Jessica Stockholder is a defining figure in contemporary sculptural installation.
Her works have been described as ‘sculpture-painting hybrids,’ employing the principals of two-dimensional composition in three dimensional space. Furniture, extension cables, lights, stuffed animals, car parts, fruit and layers of paint enter into complex formal relationships, awakening the imagination and creating moments of pure play and optimism for the viewer.
Her sculptural works range from intimate, wall-mounted arrangements to entire rooms and outdoor parks. One of their most striking qualities is an expansive energy - architectural elements, and other diverse components spill, stretch out, fold over, cover, and pierce through. Stockholder’s work often extends beyond the frame of the gallery physically and always symbolically. By introducing a bricolage of commonplace objects into the gallery space, she initiates a discourse on issues peripheral to that space such as identity politics and capitalist consumerism.
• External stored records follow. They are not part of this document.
//! # Change Notification
//!
//! The notification spine between the model and everything derived from
//! it. The model is always mutated first and the payload describing the
//! change is emitted afterward, so no listener ever sees a notification
//! before the state it describes exists.
//!
//! ## Key Components
//!
//! - [`ChangeBus`] - Typed publish/subscribe with per-kind debouncing
//! - [`ChangePayload`] - The closed set of model change messages
//! - [`Debouncer`] - Arm/cancel one deferred payload per key
//! - [`Clock`] - Time source for debounce windows

pub mod bus;
pub mod clock;
pub mod debounce;
pub mod payload;

pub use bus::{ChangeBus, EmitReport, Listener, ListenerId, UpdateOptions};
pub use clock::{Clock, ManualClock, SystemClock};
pub use debounce::Debouncer;
pub use payload::{ChangeKind, ChangePayload, NodeChanges, Payload};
Jessica Stockholder was born in Seattle and grew up in Vancouver, British Columbia. She studied painting at the University of British Columbia and completed her BFA in 1982 at the University of Victoria. In 1985 she received an MFA from Yale University where she then worked as professor and Director of Graduate Studies in Sculpture. She also received an honorary Doctor of Fine Arts degree from the Emily Carr College of Art in 2010.
She has exhibited throughout North America and Europe, most notably at the Venice Biennale; the Centre Pompidou in Paris; Dia Centre for the Arts, New York; the Power Plant, Toronto; the Art Institute of Chicago; P.S. 1 Contemporary Art Centre, New York; and the Whitney Museum of American Art, New York. Her work is held in significant collections including the: Art Institute of Chicago, Vancouver Art Gallery, the Whitney Museum of American Art, and the Stedelijk Museum in Amsterdam.
Stockholder is currently professor and Chair at the Department of Visual Arts at University of Chicago.